Eating disorders in adolescents

Recognize Eating disorders in adolescents

Our daughter is fixated on food: invaded in a tyrannical fashion by the conviction that her figure is too rounded, she considerably restricts her diet ... Meals are hell ...

Dialogue is impossible ... We no longer recognize our daughter, until 'so almost a model little girl ...

The classic scenario

"We said to each other with my husband:" It is no longer possible ... too much change for a few weeks without seeing any triggering cause ...

Everything was going well until then ... The weight for our daughter has become an obsession, an idea fixed causing massive food restriction (sometimes cleverly concealed) with sorting on the plate, interminable meal, flight to the toilet after the meal (does she secretly make herself vomit?), unstable mood, bursts of voice alternating with long moments silent withdrawal, tyrannical discussion completely inaccessible to our warnings, her social life is confined to the family, while she over-invests in school (on that side we even notice a perfectionism) ...

The height is that she cooks for everyone, prepares tasty meals that she doesn't touch,and we are not talking to you about the races which are a nightmare of indecision… and when we have the misfortune to point out to her her galloping weight loss, she aggressively sends us back that it's just the opposite and that she is definitely too fat… !

We oscillate between feelings of helplessness and guilt (where have we failed?) And authoritarian forcing… ”

Eating Disorders (ED): what are we talking about?

Beyond a simple passing ( "I'm on a diet ..." but who can predict what will happen next?), Eating Disorders can constitute a solution to a deep discomfort, risking to settle permanently.

This fixation on weight masks the underlying psychological suffering. It is not a question of capricious behavior, but of behavior which is inexorably reinforced for lack of an adjusted response.

Several expressions are found among the ED:

  • The most classic, restrictive Mental Anorexia (AM) 

  • Bulimia, defined by a massive absorption of food in a limited time with loss of control and followed by inappropriate compensatory behaviors (vomiting, physical exertion, laxatives, etc.), the weight in the end not being affected.

There are forms of passage between the various expressions of ED: the adolescent can thus go from a form of pure restrictive anorexia to bulimia, or even binge eating. These forms of passage are mainly observed in the first years of the disease.

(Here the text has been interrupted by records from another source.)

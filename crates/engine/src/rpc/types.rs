// Hookscope - Live Trace Monitor for Binder Daemons
// Copyright (C) 2024 Zhuo Zhang and Wuqi Zhang
//
// This program is free software: you can redistribute it and/or modify
// it under the terms of the GNU Affero General Public License as published by
// the Free Software Foundation, either version 3 of the License, or
// (at your option) any later version.
//
// This program is distributed in the hope that it will be useful,
// but WITHOUT ANY WARRANTY; without even the implied warranty of
// MERCHANTABILITY or FITNESS FOR A PARTICULAR PURPOSE. See the
// GNU Affero General Public License for more details.
//
// You should have received a copy of the GNU Affero General Public License
// along with this program. If not, see <https://www.gnu.org/licenses/>.

//! Wire types of the binder websocket protocol (`x-afb-ws-json1`).
//!
//! Every websocket text message is a JSON array whose first element is a
//! message code:
//!
//! | code | shape | meaning |
//! |---|---|---|
//! | 2 | `[2, id, "api/verb", args]` | call |
//! | 3 | `[3, id, reply]` | successful reply |
//! | 4 | `[4, id, reply]` | error reply |
//! | 5 | `[5, event, message]` | pushed event |

use crate::error::TransportError;
use serde::{Deserialize, Serialize};
use serde_json::{json, Value};

/// Websocket sub-protocol spoken by the daemon
pub const WSJ1_PROTOCOL: &str = "x-afb-ws-json1";

/// Status string of a successful reply
pub const STATUS_SUCCESS: &str = "success";

const CODE_CALL: u64 = 2;
const CODE_RETOK: u64 = 3;
const CODE_RETERR: u64 = 4;
const CODE_EVENT: u64 = 5;

/// One websocket message
#[derive(Debug, Clone, PartialEq)]
pub enum Frame {
    /// Outgoing call
    Call {
        /// Correlation id
        id: String,
        /// `api/verb` being invoked
        api_verb: String,
        /// Call arguments
        args: Value,
    },
    /// Successful reply to a call
    ReplyOk {
        /// Correlation id of the call
        id: String,
        /// Reply message
        reply: Value,
    },
    /// Error reply to a call
    ReplyErr {
        /// Correlation id of the call
        id: String,
        /// Reply message
        reply: Value,
    },
    /// Event pushed by the daemon
    Event {
        /// Event name
        name: String,
        /// Event message (`{jtype, event, data}`)
        message: Value,
    },
}

impl Frame {
    /// Serialize the frame to its textual form
    pub fn encode(&self) -> String {
        let value = match self {
            Self::Call { id, api_verb, args } => json!([CODE_CALL, id, api_verb, args]),
            Self::ReplyOk { id, reply } => json!([CODE_RETOK, id, reply]),
            Self::ReplyErr { id, reply } => json!([CODE_RETERR, id, reply]),
            Self::Event { name, message } => json!([CODE_EVENT, name, message]),
        };
        value.to_string()
    }

    /// Parse a frame from a websocket text message
    pub fn decode(text: &str) -> Result<Self, TransportError> {
        let items: Vec<Value> = serde_json::from_str(text)?;
        let mut items = items.into_iter();

        let code = items
            .next()
            .and_then(|code| code.as_u64())
            .ok_or_else(|| TransportError::Protocol(format!("missing message code: {text}")))?;
        let key = items.next().and_then(|key| id_text(&key)).ok_or_else(|| {
            TransportError::Protocol(format!("missing message identifier: {text}"))
        })?;
        let mut payload = || items.next().unwrap_or(Value::Null);

        match code {
            CODE_CALL => {
                let api_verb = match payload() {
                    Value::String(api_verb) => api_verb,
                    other => {
                        return Err(TransportError::Protocol(format!(
                            "call without api/verb: {other}"
                        )))
                    }
                };
                Ok(Self::Call { id: key, api_verb, args: payload() })
            }
            CODE_RETOK => Ok(Self::ReplyOk { id: key, reply: payload() }),
            CODE_RETERR => Ok(Self::ReplyErr { id: key, reply: payload() }),
            CODE_EVENT => Ok(Self::Event { name: key, message: payload() }),
            other => Err(TransportError::Protocol(format!("unknown message code {other}"))),
        }
    }
}

/// Identifiers are strings on the wire but some peers send numbers
fn id_text(value: &Value) -> Option<String> {
    match value {
        Value::String(s) => Some(s.clone()),
        Value::Number(n) => Some(n.to_string()),
        _ => None,
    }
}

/// Status block of a reply
#[derive(Debug, Clone, Default, PartialEq, Serialize, Deserialize)]
pub struct ReplyRequest {
    /// `success` or an error status such as `failed` or `invalid`
    #[serde(default)]
    pub status: String,
    /// Optional human readable information
    #[serde(default, skip_serializing_if = "Option::is_none")]
    pub info: Option<String>,
    /// Token refreshed by the daemon, if any
    #[serde(default, skip_serializing_if = "Option::is_none")]
    pub token: Option<String>,
    /// Session uuid, if sent
    #[serde(default, skip_serializing_if = "Option::is_none")]
    pub uuid: Option<String>,
}

/// Reply to a call, successful or not
#[derive(Debug, Clone, Default, PartialEq, Serialize, Deserialize)]
pub struct Reply {
    /// Message type marker, `afb-reply`
    #[serde(default, skip_serializing_if = "Option::is_none")]
    pub jtype: Option<String>,
    /// Status of the request
    #[serde(default)]
    pub request: ReplyRequest,
    /// Response body
    #[serde(default, skip_serializing_if = "Option::is_none")]
    pub response: Option<Value>,
    /// Set when the reply arrived as an error frame
    #[serde(skip)]
    pub rejected: bool,
}

impl Reply {
    /// A successful reply carrying `response`
    pub fn success(response: Option<Value>) -> Self {
        Self {
            jtype: Some("afb-reply".to_string()),
            request: ReplyRequest { status: STATUS_SUCCESS.to_string(), ..Default::default() },
            response,
            rejected: false,
        }
    }

    /// An error reply with `status` and optional `info`
    pub fn failure(status: impl Into<String>, info: Option<&str>) -> Self {
        Self {
            jtype: Some("afb-reply".to_string()),
            request: ReplyRequest {
                status: status.into(),
                info: info.map(str::to_string),
                ..Default::default()
            },
            response: None,
            rejected: true,
        }
    }

    /// Whether the daemon accepted the request
    pub fn is_success(&self) -> bool {
        !self.rejected && self.request.status == STATUS_SUCCESS
    }

    /// The response body, `null` when absent
    pub fn body(&self) -> &Value {
        self.response.as_ref().unwrap_or(&Value::Null)
    }
}

/// An event pushed by the daemon, as delivered to subscribers
#[derive(Debug, Clone, PartialEq, Serialize, Deserialize)]
pub struct PushEvent {
    /// Name of the pushed channel, e.g. `monitor/trace`
    pub event: String,
    /// Event payload
    #[serde(default, skip_serializing_if = "Option::is_none")]
    pub data: Option<Value>,
}

impl PushEvent {
    /// Build a push event from the frame name and message
    ///
    /// The message normally repeats the name in its `event` field; the frame
    /// name wins when they disagree.
    pub fn from_message(name: String, message: Value) -> Self {
        let data = match message {
            Value::Object(mut fields) => fields.remove("data"),
            Value::Null => None,
            other => Some(other),
        };
        Self { event: name, data }
    }
}

#[cfg(test)]
mod tests {
    use super::*;

    #[test]
    fn test_call_frame_layout() {
        let frame = Frame::Call {
            id: "7".to_string(),
            api_verb: "monitor/get".to_string(),
            args: json!({"apis": true}),
        };
        let value: Value = serde_json::from_str(&frame.encode()).unwrap();
        assert_eq!(value, json!([2, "7", "monitor/get", {"apis": true}]));
    }

    #[test]
    fn test_decode_replies_and_events() {
        let ok = Frame::decode(r#"[3,"1",{"jtype":"afb-reply","request":{"status":"success"}}]"#)
            .unwrap();
        assert!(matches!(ok, Frame::ReplyOk { ref id, .. } if id == "1"));

        let err = Frame::decode(r#"[4,2,{"request":{"status":"failed"}}]"#).unwrap();
        assert!(matches!(err, Frame::ReplyErr { ref id, .. } if id == "2"));

        let event = Frame::decode(
            r#"[5,"monitor/trace",{"jtype":"afb-event","event":"monitor/trace","data":{"time":"1"}}]"#,
        )
        .unwrap();
        let Frame::Event { name, message } = event else { panic!("expected event") };
        let push = PushEvent::from_message(name, message);
        assert_eq!(push.event, "monitor/trace");
        assert_eq!(push.data, Some(json!({"time": "1"})));
    }

    #[test]
    fn test_decode_rejects_garbage() {
        assert!(Frame::decode("{}").is_err());
        assert!(Frame::decode("[9,\"1\",null]").is_err());
        assert!(Frame::decode("[2,\"1\",42]").is_err());
        assert!(Frame::decode("[]").is_err());
    }

    #[test]
    fn test_reply_status() {
        let reply: Reply = serde_json::from_value(json!({
            "jtype": "afb-reply",
            "request": {"status": "success", "token": "abc"},
            "response": {"verbosity": {}}
        }))
        .unwrap();
        assert!(reply.is_success());
        assert_eq!(reply.request.token.as_deref(), Some("abc"));
        assert_eq!(reply.body(), &json!({"verbosity": {}}));

        let failed = Reply::failure("invalid", Some("reserved to direct clients"));
        assert!(!failed.is_success());
        assert_eq!(failed.body(), &Value::Null);
    }
}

Does Your Teenager Suffer From AIT?

To answer this question, the questionnaire developed by Scoff, initially intended for adolescents, was reformulated for parents:

  • Does she make herself throw up because she thinks she has eaten too much?
  • Does she worry about losing control of what she eats?
  • Has she lost more than 6 kg in the last 3 months?
  • Is she convinced that she is fat when you tell her that she is thin?
  • Are questions of food massively invading his field of thought?

Two positive responses are strongly suggestive of a ED.

(Luck et al 2002, Garcia et al., 2011)

Eating Disorder: how to establish a dialogue with the adolescent?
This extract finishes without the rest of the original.